Personal information
- Date of birth: 22 March 1994 (age 32)
- Place of birth: Siegburg, Germany
- Height: 1.87 m (6 ft 2 in)
- Position: Midfielder

Team information
- Current team: Alemannia Aachen
- Number: 28

Youth career
- SSV Kaldauen
- 0000–2009: Bonner SC
- 2009–2013: 1. FC Köln

Senior career*
- Years: Team / Apps / (Gls)
- 2013–2015: 1. FC Köln II / 48 / (0)
- 2015–2019: Preußen Münster / 58 / (2)
- 2019–2024: Eintracht Braunschweig / 108 / (4)
- 2025–: Alemannia Aachen / 46 / (3)

= Danilo Wiebe =

German footballer

Danilo Wiebe (born 22 March 1994) is a German professional footballer who plays as a midfielder for side Alemannia Aachen.

==Playing career==
Born in Siegburg, Wiebe played for local clubs SSV Kaldauen and Bonner SC as a youth. In 2009, he joined the youth system of 1. FC Köln. He helped them win the DFB Junioren Pokal (German Youth Cup) during the 2012–13 season. Wiebe then got promoted to the Köln reserve team in June 2013.
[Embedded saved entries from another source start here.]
use std::fs;
use std::path::{Path, PathBuf};

use failure::ResultExt;
use toml;

use crate::{Error, ErrorKind, Result};

/// Default location of the boot configuration file inside the initramfs.
pub const DEFAULT_CONFIG_PATH: &str = "/etc/rootprep/boot.conf";

/// Where the dm-crypt volume key comes from.
#[derive(Debug, Clone, PartialEq, Eq)]
pub enum KeySource {
    /// Unseal a TPM-sealed blob under the given PCR selection.
    TpmSealed { blob: PathBuf, pcrs: String },
    /// Read the key payload from the kernel keyring.
    Keyring { description: String },
}

/// Boot configuration, loaded from a TOML file and overridable from the
/// command line and the kernel command line.
#[derive(Deserialize, Clone, Default)]
pub struct BootConfig {
    device: Option<PathBuf>,
    keyfile: Option<PathBuf>,
    #[serde(rename = "sealed-key")]
    sealed_key: Option<PathBuf>,
    pcrs: Option<String>,
    #[serde(rename = "keyring-key")]
    keyring_key: Option<String>,
}

impl BootConfig {
    pub fn load(path: impl AsRef<Path>) -> Result<BootConfig> {
        let path = path.as_ref();
        let content = fs::read_to_string(path).context(ErrorKind::Io)?;
        toml::from_str(&content).map_err(|e| {
            Error::detail(ErrorKind::Internal,
                          format!("parsing config {}: {}", path.display(), e))
        })
    }

    /// Load the default config file if it exists, otherwise start empty and
    /// rely on command line values.
    pub fn load_default() -> Result<BootConfig> {
        if Path::new(DEFAULT_CONFIG_PATH).exists() {
            BootConfig::load(DEFAULT_CONFIG_PATH)
        } else {
            Ok(BootConfig::default())
        }
    }

    pub fn set_device(&mut self, device: impl Into<PathBuf>) {
        self.device = Some(device.into());
    }

    pub fn set_keyfile(&mut self, keyfile: impl Into<PathBuf>) {
        self.keyfile = Some(keyfile.into());
    }

    pub fn set_sealed_key(&mut self, blob: impl Into<PathBuf>) {
        self.sealed_key = Some(blob.into());
    }

    pub fn set_pcrs(&mut self, pcrs: impl Into<String>) {
        self.pcrs = Some(pcrs.into());
    }

    pub fn set_keyring_key(&mut self, description: impl Into<String>) {
        self.keyring_key = Some(description.into());
    }

    pub fn device(&self) -> Result<&Path> {
        match self.device {
            Some(ref path) => Ok(path),
            None => fail!(ErrorKind::Internal, "no rootfs device configured"),
        }
    }

    pub fn keyfile(&self) -> Result<&Path> {
        match self.keyfile {
            Some(ref path) => Ok(path),
            None => fail!(ErrorKind::Internal, "no public keyfile configured"),
        }
    }

    /// Resolve the configured key source, if any. A sealed blob requires a
    /// PCR selection; configuring both sources at once is an error.
    pub fn key_source(&self) -> Result<Option<KeySource>> {
        match (&self.sealed_key, &self.keyring_key) {
            (Some(_), Some(_)) => {
                fail!(ErrorKind::Internal,
                      "both sealed-key and keyring-key are configured, pick one")
            }
            (Some(blob), None) => {
                let pcrs = match self.pcrs {
                    Some(ref s) => s.clone(),
                    None => fail!(ErrorKind::Internal,
                                  "sealed-key is configured without a pcrs selection"),
                };
                Ok(Some(KeySource::TpmSealed { blob: blob.clone(), pcrs }))
            }
            (None, Some(description)) => {
                Ok(Some(KeySource::Keyring { description: description.clone() }))
            }
            (None, None) => Ok(None),
        }
    }
}
use std::convert::TryFrom;
use std::fs::{self, File};
use std::io::Write;
use std::path::Path;
use std::str::FromStr;

use failure::ResultExt;
use sha2::{Digest as Sha2Digest, Sha256};
use tss_esapi::attributes::ObjectAttributesBuilder;
use tss_esapi::constants::SessionType;
use tss_esapi::handles::{KeyHandle, ObjectHandle, PcrHandle, SessionHandle};
use tss_esapi::interface_types::algorithm::{HashingAlgorithm, PublicAlgorithm};
use tss_esapi::interface_types::resource_handles::Hierarchy;
use tss_esapi::interface_types::session_handles::{AuthSession, PolicySession};
use tss_esapi::structures::{
    Auth, Digest, DigestValues, KeyedHashScheme, PcrSelectionList, PcrSelectionListBuilder,
    PcrSlot, Private, Public, PublicBuilder, PublicKeyedHashParameters, SensitiveData,
    SymmetricCipherParameters, SymmetricDefinition, SymmetricDefinitionObject,
};
use tss_esapi::tcti_ldr::{DeviceConfig, TctiNameConf};
use tss_esapi::traits::{Marshall, UnMarshall};
use tss_esapi::Context;

use crate::{Error, ErrorKind, Result};

/// PCR extended when an unseal attempt fails, binding the outcome into the
/// policy evaluation of every later boot.
const FAILURE_PCR_INDEX: u8 = 8;
const FAILURE_PCR: PcrHandle = PcrHandle::Pcr8;

// Fixed tag hashed into the failure PCR. Changing it invalidates policies
// that predict the post-failure PCR state.
const UNSEAL_FAILURE_TAG: &[u8] = b"rootprep.unseal.failed.v1";

/// A set of PCR indices in a single bank, parsed from a selection string
/// such as `"0,4,7"` or `"sha256:0,4,7"`. Duplicates collapse.
#[derive(Debug, Clone, PartialEq, Eq)]
pub struct PcrPolicy {
    bank: HashingAlgorithm,
    indices: Vec<u8>,
}

impl PcrPolicy {
    pub fn parse(selection: &str) -> Result<PcrPolicy> {
        let selection = selection.trim();
        let (bank, list) = match selection.find(':') {
            Some(idx) => (parse_bank(&selection[..idx])?, &selection[idx + 1..]),
            None => (HashingAlgorithm::Sha256, selection),
        };
        let mut indices = Vec::new();
        for token in list.split(',') {
            let token = token.trim();
            if token.is_empty() {
                fail!(ErrorKind::TpmBadPcr, "empty PCR index in selection '{}'", selection);
            }
            let index: u8 = match token.parse() {
                Ok(n) => n,
                Err(_) => fail!(ErrorKind::TpmBadPcr, "bad PCR index '{}'", token),
            };
            if index > 23 {
                fail!(ErrorKind::TpmBadPcr, "PCR index {} is out of range", index);
            }
            indices.push(index);
        }
        if indices.is_empty() {
            fail!(ErrorKind::TpmBadPcr, "PCR selection is empty");
        }
        indices.sort_unstable();
        indices.dedup();
        Ok(PcrPolicy { bank, indices })
    }

    pub fn indices(&self) -> &[u8] {
        &self.indices
    }

    fn selection_list(&self) -> Result<PcrSelectionList> {
        let mut slots = Vec::with_capacity(self.indices.len());
        for index in &self.indices {
            slots.push(pcr_slot(*index)?);
        }
        PcrSelectionListBuilder::new()
            .with_selection(self.bank, &slots)
            .build()
            .context(ErrorKind::TpmState)
            .map_err(Error::from)
    }
}

fn parse_bank(name: &str) -> Result<HashingAlgorithm> {
    match name.trim() {
        "sha1" => Ok(HashingAlgorithm::Sha1),
        "sha256" => Ok(HashingAlgorithm::Sha256),
        "sha384" => Ok(HashingAlgorithm::Sha384),
        other => fail!(ErrorKind::TpmBadPcr, "unknown PCR bank '{}'", other),
    }
}

fn pcr_slot(index: u8) -> Result<PcrSlot> {
    let slot = match index {
        0 => PcrSlot::Slot0,
        1 => PcrSlot::Slot1,
        2 => PcrSlot::Slot2,
        3 => PcrSlot::Slot3,
        4 => PcrSlot::Slot4,
        5 => PcrSlot::Slot5,
        6 => PcrSlot::Slot6,
        7 => PcrSlot::Slot7,
        8 => PcrSlot::Slot8,
        9 => PcrSlot::Slot9,
        10 => PcrSlot::Slot10,
        11 => PcrSlot::Slot11,
        12 => PcrSlot::Slot12,
        13 => PcrSlot::Slot13,
        14 => PcrSlot::Slot14,
        15 => PcrSlot::Slot15,
        16 => PcrSlot::Slot16,
        17 => PcrSlot::Slot17,
        18 => PcrSlot::Slot18,
        19 => PcrSlot::Slot19,
        20 => PcrSlot::Slot20,
        21 => PcrSlot::Slot21,
        22 => PcrSlot::Slot22,
        23 => PcrSlot::Slot23,
        _ => fail!(ErrorKind::TpmBadPcr, "PCR index {} is out of range", index),
    };
    Ok(slot)
}

/// The sealed key as persisted on disk: the TPM2B private part and the
/// marshalled public part, each preceded by a little endian length.
#[derive(Debug)]
pub struct SealedBlob {
    private: Vec<u8>,
    public: Vec<u8>,
}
Wiebe went on to make 48 Regionalliga West appearances for the Köln reserves during the 2013–14 and 2014–15 seasons.

In June 2015, Wiebe signed a one-year contract with 3. Liga side Preußen Münster. He made his professional debut on 31 July during a 3–1 win over Stuttgart II, where he replaced Amaury Bischoff after 80 minutes. He scored his first professional goal on 5 September in a 3–1 win over Werder Bremen II. Firing from outside the penalty box, he tucked the ball into the top right corner of the goal with a right-footed strike. His goal came only six minutes after he was substituted into the game.

On 6 January 2025, Wiebe joined Alemannia Aachen in 3. Liga.